- **Task prompt**:
Please write out exactly the lines of the data below from the line holding "and applying them" through the line holding "pub mod exif;", and leave out the rest.

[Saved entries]
--- --- ---

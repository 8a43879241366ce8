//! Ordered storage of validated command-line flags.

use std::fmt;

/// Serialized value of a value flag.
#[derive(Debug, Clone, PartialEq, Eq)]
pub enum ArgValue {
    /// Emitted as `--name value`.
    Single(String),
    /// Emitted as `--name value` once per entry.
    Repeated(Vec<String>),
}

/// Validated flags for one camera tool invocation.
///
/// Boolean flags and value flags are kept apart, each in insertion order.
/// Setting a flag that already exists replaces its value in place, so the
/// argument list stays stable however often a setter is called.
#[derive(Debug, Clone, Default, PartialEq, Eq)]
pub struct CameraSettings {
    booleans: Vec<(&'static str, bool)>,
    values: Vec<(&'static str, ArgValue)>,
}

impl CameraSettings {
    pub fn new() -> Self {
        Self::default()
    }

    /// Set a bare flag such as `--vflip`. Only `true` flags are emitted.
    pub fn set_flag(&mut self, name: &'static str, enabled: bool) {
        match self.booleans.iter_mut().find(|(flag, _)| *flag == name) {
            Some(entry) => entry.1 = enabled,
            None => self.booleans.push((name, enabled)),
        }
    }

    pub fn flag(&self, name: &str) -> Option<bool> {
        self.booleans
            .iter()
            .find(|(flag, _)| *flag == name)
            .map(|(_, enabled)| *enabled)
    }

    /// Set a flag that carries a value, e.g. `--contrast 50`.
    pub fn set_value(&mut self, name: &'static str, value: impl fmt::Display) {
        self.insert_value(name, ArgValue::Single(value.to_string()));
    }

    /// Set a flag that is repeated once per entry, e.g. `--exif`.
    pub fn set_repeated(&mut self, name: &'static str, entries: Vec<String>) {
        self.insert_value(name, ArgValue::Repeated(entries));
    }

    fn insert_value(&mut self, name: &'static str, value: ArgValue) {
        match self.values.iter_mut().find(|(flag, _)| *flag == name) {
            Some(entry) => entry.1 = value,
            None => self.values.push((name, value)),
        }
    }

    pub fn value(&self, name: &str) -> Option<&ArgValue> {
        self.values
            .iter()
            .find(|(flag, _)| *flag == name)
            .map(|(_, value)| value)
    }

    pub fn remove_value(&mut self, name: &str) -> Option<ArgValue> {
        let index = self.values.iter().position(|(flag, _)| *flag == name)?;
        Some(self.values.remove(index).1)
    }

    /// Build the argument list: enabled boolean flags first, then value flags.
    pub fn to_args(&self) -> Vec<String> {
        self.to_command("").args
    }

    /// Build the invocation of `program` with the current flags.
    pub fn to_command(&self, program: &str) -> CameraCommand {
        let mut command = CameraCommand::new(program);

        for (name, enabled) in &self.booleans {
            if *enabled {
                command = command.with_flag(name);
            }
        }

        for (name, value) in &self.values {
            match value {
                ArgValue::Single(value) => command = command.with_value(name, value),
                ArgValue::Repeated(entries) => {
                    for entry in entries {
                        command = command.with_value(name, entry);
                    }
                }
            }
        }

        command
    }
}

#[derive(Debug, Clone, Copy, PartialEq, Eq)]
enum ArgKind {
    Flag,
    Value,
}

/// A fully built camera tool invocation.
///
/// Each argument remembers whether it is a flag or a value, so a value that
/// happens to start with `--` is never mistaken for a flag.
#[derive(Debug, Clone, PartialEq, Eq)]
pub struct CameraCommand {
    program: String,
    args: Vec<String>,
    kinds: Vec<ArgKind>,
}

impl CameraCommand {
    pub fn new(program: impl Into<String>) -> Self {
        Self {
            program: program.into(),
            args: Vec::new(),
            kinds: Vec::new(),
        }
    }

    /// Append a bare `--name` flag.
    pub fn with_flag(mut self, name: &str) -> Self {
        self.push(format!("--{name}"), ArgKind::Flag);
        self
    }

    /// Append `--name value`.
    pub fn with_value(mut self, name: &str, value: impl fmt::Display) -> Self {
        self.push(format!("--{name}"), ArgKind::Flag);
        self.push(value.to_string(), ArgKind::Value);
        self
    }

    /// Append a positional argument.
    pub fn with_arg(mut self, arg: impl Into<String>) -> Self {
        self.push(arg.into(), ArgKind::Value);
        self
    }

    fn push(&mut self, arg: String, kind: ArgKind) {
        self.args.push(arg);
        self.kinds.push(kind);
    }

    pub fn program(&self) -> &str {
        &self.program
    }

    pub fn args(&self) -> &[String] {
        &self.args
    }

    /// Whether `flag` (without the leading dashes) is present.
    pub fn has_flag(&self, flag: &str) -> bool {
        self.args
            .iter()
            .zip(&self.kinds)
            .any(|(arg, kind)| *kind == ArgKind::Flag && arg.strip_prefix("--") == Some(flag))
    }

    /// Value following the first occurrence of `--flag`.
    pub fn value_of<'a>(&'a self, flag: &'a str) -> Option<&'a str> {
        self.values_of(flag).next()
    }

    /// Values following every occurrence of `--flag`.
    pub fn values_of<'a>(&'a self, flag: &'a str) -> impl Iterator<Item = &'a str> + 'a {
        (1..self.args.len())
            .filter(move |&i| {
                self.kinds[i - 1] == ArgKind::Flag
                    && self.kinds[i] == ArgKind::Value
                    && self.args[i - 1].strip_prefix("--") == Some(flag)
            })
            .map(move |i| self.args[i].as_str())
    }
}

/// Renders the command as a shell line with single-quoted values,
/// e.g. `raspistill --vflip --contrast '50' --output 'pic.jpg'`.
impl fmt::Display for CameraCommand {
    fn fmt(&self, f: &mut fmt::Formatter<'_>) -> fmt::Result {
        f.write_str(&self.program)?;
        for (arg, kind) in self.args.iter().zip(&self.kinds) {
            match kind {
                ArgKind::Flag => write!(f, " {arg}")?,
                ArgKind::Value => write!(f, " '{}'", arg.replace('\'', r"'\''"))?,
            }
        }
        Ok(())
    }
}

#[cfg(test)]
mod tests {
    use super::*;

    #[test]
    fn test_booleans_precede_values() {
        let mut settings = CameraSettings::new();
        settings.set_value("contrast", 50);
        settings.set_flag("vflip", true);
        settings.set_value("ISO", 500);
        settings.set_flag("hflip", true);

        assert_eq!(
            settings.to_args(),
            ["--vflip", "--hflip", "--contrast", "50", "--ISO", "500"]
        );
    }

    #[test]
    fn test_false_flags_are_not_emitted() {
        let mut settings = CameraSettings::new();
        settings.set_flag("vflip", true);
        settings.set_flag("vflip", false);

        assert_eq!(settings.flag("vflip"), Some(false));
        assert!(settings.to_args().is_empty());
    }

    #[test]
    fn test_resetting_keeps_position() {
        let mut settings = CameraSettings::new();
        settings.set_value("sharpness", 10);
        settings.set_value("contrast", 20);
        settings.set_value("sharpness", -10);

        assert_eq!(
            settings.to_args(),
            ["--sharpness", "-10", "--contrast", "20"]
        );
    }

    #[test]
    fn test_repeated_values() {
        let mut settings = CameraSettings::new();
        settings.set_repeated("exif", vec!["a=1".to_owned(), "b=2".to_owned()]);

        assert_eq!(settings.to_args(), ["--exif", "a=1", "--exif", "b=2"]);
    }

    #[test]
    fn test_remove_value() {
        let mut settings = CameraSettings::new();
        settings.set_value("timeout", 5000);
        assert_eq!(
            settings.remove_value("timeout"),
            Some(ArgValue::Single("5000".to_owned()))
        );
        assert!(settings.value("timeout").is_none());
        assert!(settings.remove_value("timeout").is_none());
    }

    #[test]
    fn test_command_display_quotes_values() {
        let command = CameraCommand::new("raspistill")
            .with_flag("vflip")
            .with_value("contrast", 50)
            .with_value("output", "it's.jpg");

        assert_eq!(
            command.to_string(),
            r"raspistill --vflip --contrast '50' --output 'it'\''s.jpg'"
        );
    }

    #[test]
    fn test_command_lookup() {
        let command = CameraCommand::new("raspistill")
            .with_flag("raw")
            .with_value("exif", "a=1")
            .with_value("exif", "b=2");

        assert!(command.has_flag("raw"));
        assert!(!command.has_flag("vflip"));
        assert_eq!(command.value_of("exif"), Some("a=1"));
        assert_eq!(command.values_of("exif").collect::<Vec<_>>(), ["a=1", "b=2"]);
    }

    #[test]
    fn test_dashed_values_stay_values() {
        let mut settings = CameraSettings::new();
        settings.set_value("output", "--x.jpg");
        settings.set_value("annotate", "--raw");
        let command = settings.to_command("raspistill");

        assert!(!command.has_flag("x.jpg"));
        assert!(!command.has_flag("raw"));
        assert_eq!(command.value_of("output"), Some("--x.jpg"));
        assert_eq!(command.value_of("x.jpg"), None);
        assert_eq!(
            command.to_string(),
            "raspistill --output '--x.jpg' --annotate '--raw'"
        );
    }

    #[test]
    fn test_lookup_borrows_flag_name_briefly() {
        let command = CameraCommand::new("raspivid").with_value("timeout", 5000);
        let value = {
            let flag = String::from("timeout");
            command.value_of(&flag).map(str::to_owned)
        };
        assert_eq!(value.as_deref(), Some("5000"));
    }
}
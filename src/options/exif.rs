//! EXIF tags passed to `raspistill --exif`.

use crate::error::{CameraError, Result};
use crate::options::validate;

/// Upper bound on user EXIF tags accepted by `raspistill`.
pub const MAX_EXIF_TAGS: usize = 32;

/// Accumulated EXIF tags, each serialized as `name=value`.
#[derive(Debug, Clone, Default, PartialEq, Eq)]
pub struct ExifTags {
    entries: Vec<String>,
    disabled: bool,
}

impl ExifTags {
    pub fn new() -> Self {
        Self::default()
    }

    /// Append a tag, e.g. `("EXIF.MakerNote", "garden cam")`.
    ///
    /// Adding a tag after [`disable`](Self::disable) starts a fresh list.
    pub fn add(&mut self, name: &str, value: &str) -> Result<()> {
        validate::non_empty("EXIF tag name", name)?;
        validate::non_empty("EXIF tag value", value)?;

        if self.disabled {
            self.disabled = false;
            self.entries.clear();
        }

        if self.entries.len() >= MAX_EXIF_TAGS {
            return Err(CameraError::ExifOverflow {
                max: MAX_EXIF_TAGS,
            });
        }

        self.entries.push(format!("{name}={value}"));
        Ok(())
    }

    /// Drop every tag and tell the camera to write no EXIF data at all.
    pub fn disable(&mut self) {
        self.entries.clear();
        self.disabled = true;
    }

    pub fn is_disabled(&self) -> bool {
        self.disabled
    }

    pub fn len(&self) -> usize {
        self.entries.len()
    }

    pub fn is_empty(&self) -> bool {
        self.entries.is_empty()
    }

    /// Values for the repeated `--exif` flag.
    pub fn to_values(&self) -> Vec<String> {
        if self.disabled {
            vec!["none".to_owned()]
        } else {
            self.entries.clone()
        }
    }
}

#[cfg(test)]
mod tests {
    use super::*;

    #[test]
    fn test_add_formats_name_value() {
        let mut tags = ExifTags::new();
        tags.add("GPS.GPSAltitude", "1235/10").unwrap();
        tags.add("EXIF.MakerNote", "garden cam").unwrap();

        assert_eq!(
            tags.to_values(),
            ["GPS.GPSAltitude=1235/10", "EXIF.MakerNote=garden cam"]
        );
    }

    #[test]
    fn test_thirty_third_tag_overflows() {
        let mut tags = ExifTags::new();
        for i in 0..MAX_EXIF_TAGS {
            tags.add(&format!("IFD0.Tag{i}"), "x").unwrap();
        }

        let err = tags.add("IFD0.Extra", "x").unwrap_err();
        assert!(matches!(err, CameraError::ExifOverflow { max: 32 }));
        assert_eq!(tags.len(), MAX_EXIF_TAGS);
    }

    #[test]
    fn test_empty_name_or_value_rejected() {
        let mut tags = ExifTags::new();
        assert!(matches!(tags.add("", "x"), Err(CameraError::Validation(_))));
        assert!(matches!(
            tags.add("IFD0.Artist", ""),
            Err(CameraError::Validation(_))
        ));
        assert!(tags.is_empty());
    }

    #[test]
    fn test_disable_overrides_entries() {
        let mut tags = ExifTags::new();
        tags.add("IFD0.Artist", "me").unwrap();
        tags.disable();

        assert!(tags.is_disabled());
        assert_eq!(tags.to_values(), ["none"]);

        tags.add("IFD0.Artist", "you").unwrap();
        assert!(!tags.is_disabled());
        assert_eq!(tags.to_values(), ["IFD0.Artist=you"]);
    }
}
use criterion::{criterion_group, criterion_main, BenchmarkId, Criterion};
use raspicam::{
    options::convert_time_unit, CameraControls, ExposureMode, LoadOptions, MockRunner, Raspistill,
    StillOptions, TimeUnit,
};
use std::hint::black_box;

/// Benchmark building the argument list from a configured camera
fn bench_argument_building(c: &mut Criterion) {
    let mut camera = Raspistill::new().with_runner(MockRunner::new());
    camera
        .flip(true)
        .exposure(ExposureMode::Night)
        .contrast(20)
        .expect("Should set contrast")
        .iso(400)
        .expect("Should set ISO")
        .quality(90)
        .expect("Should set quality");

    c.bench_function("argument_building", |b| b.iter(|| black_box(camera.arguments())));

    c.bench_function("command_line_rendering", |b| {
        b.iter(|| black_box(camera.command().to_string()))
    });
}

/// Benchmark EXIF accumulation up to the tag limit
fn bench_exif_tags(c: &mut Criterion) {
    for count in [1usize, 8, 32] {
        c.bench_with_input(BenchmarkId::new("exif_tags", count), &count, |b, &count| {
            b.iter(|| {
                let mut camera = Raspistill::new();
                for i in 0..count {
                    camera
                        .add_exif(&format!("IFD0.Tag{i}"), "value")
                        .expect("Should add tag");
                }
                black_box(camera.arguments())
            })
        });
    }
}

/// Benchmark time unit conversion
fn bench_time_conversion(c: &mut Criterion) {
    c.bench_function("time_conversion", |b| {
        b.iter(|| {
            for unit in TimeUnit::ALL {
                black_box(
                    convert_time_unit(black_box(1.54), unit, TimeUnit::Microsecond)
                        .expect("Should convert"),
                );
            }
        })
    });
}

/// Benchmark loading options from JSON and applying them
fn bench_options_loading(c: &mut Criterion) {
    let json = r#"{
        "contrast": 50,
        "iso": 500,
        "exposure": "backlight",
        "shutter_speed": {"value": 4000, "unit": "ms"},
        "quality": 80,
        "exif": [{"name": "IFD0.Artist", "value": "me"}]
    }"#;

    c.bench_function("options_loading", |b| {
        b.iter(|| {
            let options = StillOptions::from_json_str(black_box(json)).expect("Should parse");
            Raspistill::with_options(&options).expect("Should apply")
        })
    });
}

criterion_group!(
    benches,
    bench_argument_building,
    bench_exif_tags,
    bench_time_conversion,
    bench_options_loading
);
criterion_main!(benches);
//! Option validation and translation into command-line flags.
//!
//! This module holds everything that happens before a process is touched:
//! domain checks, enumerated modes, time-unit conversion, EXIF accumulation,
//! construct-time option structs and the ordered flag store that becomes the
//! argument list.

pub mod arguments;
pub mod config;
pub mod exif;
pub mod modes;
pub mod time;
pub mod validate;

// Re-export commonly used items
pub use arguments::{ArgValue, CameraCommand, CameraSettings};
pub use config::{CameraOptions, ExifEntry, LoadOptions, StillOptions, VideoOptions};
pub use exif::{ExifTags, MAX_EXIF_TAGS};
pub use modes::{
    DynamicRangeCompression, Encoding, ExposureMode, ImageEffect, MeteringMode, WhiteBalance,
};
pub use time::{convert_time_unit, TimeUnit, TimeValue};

--- --- ---

- **Task answer**:
/// Benchmark loading options from JSON and applying them
fn bench_options_loading(c: &mut Criterion) {
    let json = r#"{
        "contrast": 50,
        "iso": 500,
        "exposure": "backlight",
        "shutter_speed": {"value": 4000, "unit": "ms"},
        "quality": 80,
        "exif": [{"name": "IFD0.Artist", "value": "me"}]
    }"#;

    c.bench_function("options_loading", |b| {
        b.iter(|| {
            let options = StillOptions::from_json_str(black_box(json)).expect("Should parse");
            Raspistill::with_options(&options).expect("Should apply")
        })
    });
}

criterion_group!(
    benches,
    bench_argument_building,
    bench_exif_tags,
    bench_time_conversion,
    bench_options_loading
);
criterion_main!(benches);
//! Option validation and translation into command-line flags.
//!
//! This module holds everything that happens before a process is touched:
//! domain checks, enumerated modes, time-unit conversion, EXIF accumulation,
//! construct-time option structs and the ordered flag store that becomes the
//! argument list.

pub mod arguments;
pub mod config;
pub mod exif;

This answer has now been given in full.